Remember those precious times in life where you’re listening to a powerful song, and you get goosebumps, your hair stands up on your arms?

A study from the University of California led by graduate student Matthew Sachs has found that people who get chills from listening to music are biologically different.

The study analyzed 20 students, half reporting chills while listening to their favorite music and half not reporting chills.

The researchers took brain scans from both halves, and the students who reported feeling the chills (known as frission in the scientific community), had a visibly higher number of neural connections between their emotional processing centers, auditory cortex, and prefrontal cortex.

That could mean music can help build a connection in the brain between the “higher order cognition,” advanced prefrontal cortex and the auditory cortex where things are heard.

The study’s group was admittedly small, but the study would probably yield the same results if performed with a greater number of people.
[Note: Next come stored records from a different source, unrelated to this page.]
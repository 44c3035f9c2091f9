//! Pure keyframe evaluation: evenly spaced keyframes, eased per segment

use crate::easing::Easing;
use crate::profile::{AnimationProfile, InitialStyle, Property, Track, Unit};
use serde::{Deserialize, Serialize};

/// A translation offset and the unit it is expressed in
#[derive(Debug, Clone, Copy, PartialEq, Serialize, Deserialize)]
pub struct Offset {
    pub value: f64,
    pub unit: Unit,
}

impl Offset {
    pub const ZERO: Self = Self {
        value: 0.0,
        unit: Unit::Px,
    };

    /// Resolve to CSS pixels for a viewport of `width` x `height`
    pub fn to_px(&self, width: f64, height: f64) -> f64 {
        match self.unit {
            Unit::Vw => self.value * width / 100.0,
            Unit::Vh => self.value * height / 100.0,
            Unit::Px | Unit::Deg | Unit::Ratio => self.value,
        }
    }
}

/// Every animatable property evaluated at one instant
#[derive(Debug, Clone, Copy, PartialEq, Serialize, Deserialize)]
pub struct SampledState {
    pub x: Offset,
    pub y: Offset,
    /// Degrees
    pub rotate: f64,
    pub scale: f64,
    pub scale_x: f64,
    pub scale_y: f64,
    pub opacity: f64,
}

impl SampledState {
    /// State shown before the first keyframe plays
    pub fn initial(style: &InitialStyle) -> Self {
        Self {
            x: Offset::ZERO,
            y: Offset::ZERO,
            rotate: Property::Rotate.rest_value(),
            scale: style.scale,
            scale_x: Property::ScaleX.rest_value(),
            scale_y: Property::ScaleY.rest_value(),
            opacity: style.opacity,
        }
    }

    /// Effective horizontal/vertical scale after combining uniform and axis scale
    pub fn effective_scale(&self) -> (f64, f64) {
        (self.scale * self.scale_x, self.scale * self.scale_y)
    }
}

/// Interpolate evenly spaced keyframe `values` at `progress` in [0, 1].
///
/// `ease` is applied inside every segment, not across the whole sequence.
/// An empty slice yields `None`.
pub fn sample_values(values: &[f64], progress: f64, ease: Easing) -> Option<f64> {
    match values.len() {
        0 => None,
        1 => Some(values[0]),
        n => {
            let progress = if progress.is_nan() {
                0.0
            } else {
                progress.clamp(0.0, 1.0)
            };
            let position = progress * (n - 1) as f64;
            let idx = (position.floor() as usize).min(n - 2);
            let local = position - idx as f64;
            let eased = ease.apply(local);
            let (a, b) = (values[idx], values[idx + 1]);
            Some(a + (b - a) * eased)
        }
    }
}

/// Sample a track at `progress`, falling back to the property's rest value
pub fn sample_track(track: &Track, progress: f64, ease: Easing) -> f64 {
    sample_values(&track.values, progress, ease).unwrap_or_else(|| track.property.rest_value())
}

/// Evaluate every property of a profile at `progress` through one pass
pub fn sample_profile(profile: &AnimationProfile, progress: f64) -> SampledState {
    let ease = profile.transition.ease;
    let value = |property: Property| {
        profile
            .track(property)
            .map(|t| sample_track(t, progress, ease))
            .unwrap_or_else(|| property.rest_value())
    };
    let offset = |property: Property| match profile.track(property) {
        Some(track) => Offset {
            value: sample_track(track, progress, ease),
            unit: track.unit,
        },
        None => Offset::ZERO,
    };

    SampledState {
        x: offset(Property::X),
        y: offset(Property::Y),
        rotate: value(Property::Rotate),
        scale: value(Property::Scale),
        scale_x: value(Property::ScaleX),
        scale_y: value(Property::ScaleY),
        opacity: value(Property::Opacity),
    }
}

#[cfg(test)]
mod tests {
    use super::*;
    use crate::profile::{Repeat, TransitionSpec};

    fn profile_with(tracks: Vec<Track>, ease: Easing) -> AnimationProfile {
        AnimationProfile {
            initial: InitialStyle::at(0.0, 0.0),
            tracks,
            transition: TransitionSpec {
                duration: 1.0,
                ease,
                repeat: Repeat::Infinite,
                delay: 0.0,
                repeat_delay: 0.0,
            },
        }
    }

    #[test]
    fn sample_empty_values_returns_none() {
        assert_eq!(sample_values(&[], 0.5, Easing::Linear), None);
    }

    #[test]
    fn sample_single_value_is_constant() {
        assert_eq!(sample_values(&[3.0], 0.0, Easing::Linear), Some(3.0));
        assert_eq!(sample_values(&[3.0], 0.9, Easing::EaseIn), Some(3.0));
    }

    #[test]
    fn sample_linear_midpoint() {
        let v = sample_values(&[0.0, 10.0], 0.5, Easing::Linear).unwrap();
        assert!((v - 5.0).abs() < 1e-9);
    }

    #[test]
    fn keyframes_are_evenly_spaced() {
        // Five keyframes: each occupies a quarter of the pass
        let values = [0.0, 0.6, 0.55, 0.4, 0.0];
        assert!((sample_values(&values, 0.25, Easing::Linear).unwrap() - 0.6).abs() < 1e-9);
        assert!((sample_values(&values, 0.75, Easing::Linear).unwrap() - 0.4).abs() < 1e-9);
        assert!((sample_values(&values, 1.0, Easing::Linear).unwrap()).abs() < 1e-9);
    }

    #[test]
    fn easing_applies_per_segment() {
        // Halfway into the first of two segments
        let v = sample_values(&[0.0, 1.0, 0.0], 0.25, Easing::EaseIn).unwrap();
        assert!((v - Easing::EaseIn.apply(0.5)).abs() < 1e-9);
    }

    #[test]
    fn progress_out_of_range_clamps() {
        assert_eq!(sample_values(&[1.0, 2.0], -1.0, Easing::Linear), Some(1.0));
        assert_eq!(sample_values(&[1.0, 2.0], 4.0, Easing::Linear), Some(2.0));
    }

    #[test]
    fn missing_tracks_use_rest_values() {
        let profile = profile_with(
            vec![Track::new(Property::Y, Unit::Vh, vec![0.0, 120.0])],
            Easing::Linear,
        );
        let state = sample_profile(&profile, 0.5);
        assert!((state.y.value - 60.0).abs() < 1e-9);
        assert_eq!(state.y.unit, Unit::Vh);
        assert_eq!(state.x, Offset::ZERO);
        assert_eq!(state.scale, 1.0);
        assert_eq!(state.opacity, 1.0);
    }

    #[test]
    fn offset_resolves_viewport_units() {
        let vh = Offset { value: 50.0, unit: Unit::Vh };
        let vw = Offset { value: 10.0, unit: Unit::Vw };
        assert!((vh.to_px(1920.0, 1080.0) - 540.0).abs() < 1e-9);
        assert!((vw.to_px(1920.0, 1080.0) - 192.0).abs() < 1e-9);
    }

    #[test]
    fn effective_scale_combines_axes() {
        let mut state = SampledState::initial(&InitialStyle::at(0.0, 0.0));
        state.scale = 2.0;
        state.scale_y = 0.5;
        assert_eq!(state.effective_scale(), (2.0, 1.0));
    }
}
It makes a lot of sense: as playing chess molds the brain into thinking strategically, it should come as no surprise that listening to music and feeling it that deeply would be indicative of a biological characteristic.

According to Quartz:

In part because of these reactions, Sachs thinks music has untapped therapeutic potential. Currently, music therapy is used for relaxation, and making music as a group can sometimes yield team-building side effects. As Grahn notes in the Guardian, emotion regulation is already “one of the most common reasons people put music on and decide to listen to it.”

But Sachs thinks music could do even more, starting with playing a role in treatment for depressive disorders. “Depression causes an inability to experience pleasure of everyday things,” he says. “You could use music with a therapist to explore feelings.” He hopes to conduct research involving music and patients with manic-depressive disorder in the future.

Does it need to be quantified by science that music is amazing and therapeutic? Probably not, but understanding our biology is very interesting and helpful.

Take this amazing oud and percussion music for example:

(Image credit: InternetCafeDevotions, Wiki)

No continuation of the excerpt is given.